* **AVAILABLE RECORDS**
//! Configuration management

use serde::{Deserialize, Serialize};
use std::path::{Path, PathBuf};
use crate::Result;
use crate::error::Error;

/// Main configuration structure
#[derive(Debug, Clone, Serialize, Deserialize)]
pub struct Config {
    /// LLM provider to use (see `ProviderRegistry::available`)
    #[serde(default = "default_provider")]
    pub provider: String,

    /// Model to use
    #[serde(default = "default_model")]
    pub model: String,

    /// Override for the provider's chat-completions base URL
    #[serde(default)]
    pub api_base: Option<String>,

    /// Stream tokens from the provider as they are generated
    #[serde(default = "default_true")]
    pub streaming: bool,

    /// Sampling temperature (provider default when unset)
    #[serde(default)]
    pub temperature: Option<f32>,

    #[serde(default)]
    pub agent: AgentConfig,

    #[serde(default)]
    pub tools: ToolsConfig,

    #[serde(default)]
    pub server: ServerConfig,

    #[serde(default)]
    pub ui: UiConfig,
}

/// Which reasoning strategy drives a turn.
#[derive(Debug, Clone, Copy, PartialEq, Eq, Default, Serialize, Deserialize)]
#[serde(rename_all = "kebab-case")]
pub enum ReasonerKind {
    /// Text-based Thought/Action/Observation loop.
    #[default]
    React,
    /// Provider-native function calling.
    ToolCalling,
}

/// What to do when the model's output cannot be parsed.
#[derive(Debug, Clone, Copy, PartialEq, Eq, Default, Serialize, Deserialize)]
#[serde(rename_all = "kebab-case")]
pub enum ParseErrorPolicy {
    /// Feed the parse error back to the model as an observation.
    #[default]
    Retry,
    /// End the turn with the model's raw text as the reply.
    Explain,
    /// Abort the turn with an error.
    Fail,
}

#[derive(Debug, Clone, Serialize, Deserialize)]
pub struct AgentConfig {
    #[serde(default)]
    pub kind: ReasonerKind,

    /// Maximum reasoning/tool rounds per turn
    #[serde(default = "default_max_iterations")]
    pub max_iterations: usize,

    #[serde(default)]
    pub on_parse_error: ParseErrorPolicy,

    /// Repeat the newest user line after the transcript when flattening the prompt
    #[serde(default = "default_true")]
    pub repeat_user_line: bool,
}

#[derive(Debug, Clone, Serialize, Deserialize)]
pub struct ToolsConfig {
    /// Results fetched by the Wikipedia and arXiv tools
    #[serde(default = "default_top_k")]
    pub top_k_results: usize,

    /// Hard cap on characters returned by any tool
    #[serde(default = "default_chars_max")]
    pub doc_content_chars_max: usize,

    /// Snippets collected by the web search tool
    #[serde(default = "default_search_results")]
    pub search_max_results: usize,

    #[serde(default = "default_wikipedia_lang")]
    pub wikipedia_lang: String,

    /// Base URL override for Wikipedia (defaults to `https://<lang>.wikipedia.org`)
    #[serde(default)]
    pub wikipedia_url: Option<String>,

    #[serde(default = "default_arxiv_url")]
    pub arxiv_url: String,

    #[serde(default = "default_duckduckgo_url")]
    pub duckduckgo_url: String,
}

#[derive(Debug, Clone, Serialize, Deserialize)]
pub struct ServerConfig {
    #[serde(default = "default_host")]
    pub host: String,

    #[serde(default = "default_port")]
    pub port: u16,
}

#[derive(Debug, Clone, Serialize, Deserialize)]
pub struct UiConfig {
    #[serde(default = "default_title")]
    pub title: String,

    /// First assistant turn of every session
    #[serde(default = "default_greeting")]
    pub greeting: String,

    /// Shown in the empty input box
    #[serde(default = "default_placeholder")]
    pub placeholder: String,
}

fn default_true() -> bool {
    true
}

fn default_provider() -> String {
    "groq".to_string()
}

fn default_model() -> String {
    "llama-3.1-8b-instant".to_string()
}

fn default_max_iterations() -> usize {
    3
}

fn default_top_k() -> usize {
    1
}

fn default_chars_max() -> usize {
    250
}

fn default_search_results() -> usize {
    5
}

fn default_wikipedia_lang() -> String {
    "en".to_string()
}

fn default_arxiv_url() -> String {
    "https://export.arxiv.org/api/query".to_string()
}

fn default_duckduckgo_url() -> String {
    "https://html.duckduckgo.com/html/".to_string()
}

fn default_host() -> String {
    "127.0.0.1".to_string()
}

fn default_port() -> u16 {
    8501
}

fn default_title() -> String {
    "Chat with Search".to_string()
}

fn default_greeting() -> String {
    "Hi, I am a chatbot who can search the web. How can I help you?".to_string()
}

fn default_placeholder() -> String {
    "What is machine learning?".to_string()
}

impl Default for Config {
    fn default() -> Self {
        Self {
            provider: default_provider(),
            model: default_model(),
            api_base: None,
            streaming: true,
            temperature: None,
            agent: AgentConfig::default(),
            tools: ToolsConfig::default(),
            server: ServerConfig::default(),
            ui: UiConfig::default(),
        }
    }
}

impl Default for AgentConfig {
    fn default() -> Self {
        Self {
            kind: ReasonerKind::default(),
            max_iterations: default_max_iterations(),
            on_parse_error: ParseErrorPolicy::default(),
            repeat_user_line: true,
        }
    }
}

impl Default for ToolsConfig {
    fn default() -> Self {
        Self {
            top_k_results: default_top_k(),
            doc_content_chars_max: default_chars_max(),
            search_max_results: default_search_results(),
            wikipedia_lang: default_wikipedia_lang(),
            wikipedia_url: None,
            arxiv_url: default_arxiv_url(),
            duckduckgo_url: default_duckduckgo_url(),
        }
    }
}

impl ToolsConfig {
    pub fn wikipedia_base(&self) -> String {
        self.wikipedia_url
            .clone()
            .unwrap_or_else(|| format!("https://{}.wikipedia.org", self.wikipedia_lang))
    }
}

impl Default for ServerConfig {
    fn default() -> Self {
        Self {
            host: default_host(),
            port: default_port(),
        }
    }
}

impl ServerConfig {
    pub fn addr(&self) -> String {
        format!("{}:{}", self.host, self.port)
    }
}

impl Default for UiConfig {
    fn default() -> Self {
        Self {
            title: default_title(),
            greeting: default_greeting(),
            placeholder: default_placeholder(),
        }
    }
}

/// Get the config directory path
pub fn config_dir() -> PathBuf {
    dirs::home_dir()
        .unwrap_or_else(|| PathBuf::from("."))
        .join(".scout")
}

/// Get the config file path
pub fn config_path() -> PathBuf {
    config_dir().join("config.json")
}

/// Load configuration, falling back to defaults when no file exists yet
pub fn load_or_default() -> Result<Config> {
    let path = config_path();
    if !path.exists() {
        tracing::debug!("No config at {:?}, using defaults", path);
        return Ok(Config::default());
    }
    load_from(&path)
}

pub fn load_from(path: &Path) -> Result<Config> {
    if !path.exists() {
        return Err(Error::Config(format!(
            "Config not found at {:?}. Run 'scout onboard' first.",
            path
        )));
    }

    let content = std::fs::read_to_string(path)?;
    let config: Config = serde_json::from_str(&content)?;
    config.validate()?;
    Ok(config)
}

/// Save configuration to the default path
pub fn save(config: &Config) -> Result<()> {
    save_to(config, &config_path())
}

pub fn save_to(config: &Config, path: &Path) -> Result<()> {
    // Create parent directory
    if let Some(parent) = path.parent() {
        std::fs::create_dir_all(parent)?;
    }

    let content = serde_json::to_string_pretty(config)?;
    std::fs::write(path, content)?;
    Ok(())
}

impl Config {
    pub fn validate(&self) -> Result<()> {
        if self.agent.max_iterations == 0 {
            return Err(Error::Config("agent.max_iterations must be at least 1".to_string()));
        }
        if self.tools.doc_content_chars_max == 0 {
            return Err(Error::Config("tools.doc_content_chars_max must be at least 1".to_string()));
        }
        if self.ui.greeting.trim().is_empty() {
            return Err(Error::Config("ui.greeting cannot be empty".to_string()));
        }
        Ok(())
    }
}

/// Interactive setup wizard
pub fn onboard() -> Result<()> {
    use crate::agent::ProviderRegistry;
    use crate::ui;
    use inquire::{Confirm, CustomType, Select, Text};

    ui::print_scout_header("Setup Wizard", "local");
    println!("  Let's get Scout configured. Your API key is never saved; you enter it when you chat.\n");

    let mut config = load_or_default()?;

    // 1. Provider + model
    let provider = Select::new("Choose your AI provider:", ProviderRegistry::available().to_vec())
        .prompt()
        .map_err(|e| Error::Config(format!("Prompt failed: {}", e)))?;
    config.provider = provider.to_string();

    config.model = Text::new("Model:")
        .with_default(&config.model)
        .prompt()
        .map_err(|e| Error::Config(format!("Prompt failed: {}", e)))?;

    // 2. Reasoning strategy
    let kinds = vec!["ReAct (works with any chat model)", "Native tool calling"];
    let kind = Select::new("How should the agent use tools?", kinds)
        .prompt()
        .map_err(|e| Error::Config(format!("Prompt failed: {}", e)))?;
    config.agent.kind = if kind.starts_with("ReAct") {
        ReasonerKind::React
    } else {
        ReasonerKind::ToolCalling
    };

    config.agent.max_iterations = CustomType::<usize>::new("Max reasoning rounds per message:")
        .with_default(config.agent.max_iterations)
        .prompt()
        .map_err(|e| Error::Config(format!("Prompt failed: {}", e)))?;

    // 3. Web UI
    let change_port = Confirm::new(&format!("Serve the web UI on port {}?", config.server.port))
        .with_default(true)
        .prompt()
        .map_err(|e| Error::Config(format!("Prompt failed: {}", e)))?;

    if !change_port {
        config.server.port = CustomType::<u16>::new("Port:")
            .prompt()
            .map_err(|e| Error::Config(format!("Prompt failed: {}", e)))?;
    }

    config.validate()?;

    ui::print_thinking("Saving configuration");
    save(&config)?;

    println!();
    ui::print_success("Setup complete!");
    ui::print_step("Run 'scout serve' for the web UI or 'scout chat' in the terminal.");

    Ok(())
}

* **DIRECTIONS**
The lines to copy run from the first line of the entries to the line containing "LLM provider to"; copy them exactly and output nothing else.

* **OUTPUT**
//! Configuration management

use serde::{Deserialize, Serialize};
use std::path::{Path, PathBuf};
use crate::Result;
use crate::error::Error;

/// Main configuration structure
#[derive(Debug, Clone, Serialize, Deserialize)]
pub struct Config {
    /// LLM provider to use (see `ProviderRegistry::available`)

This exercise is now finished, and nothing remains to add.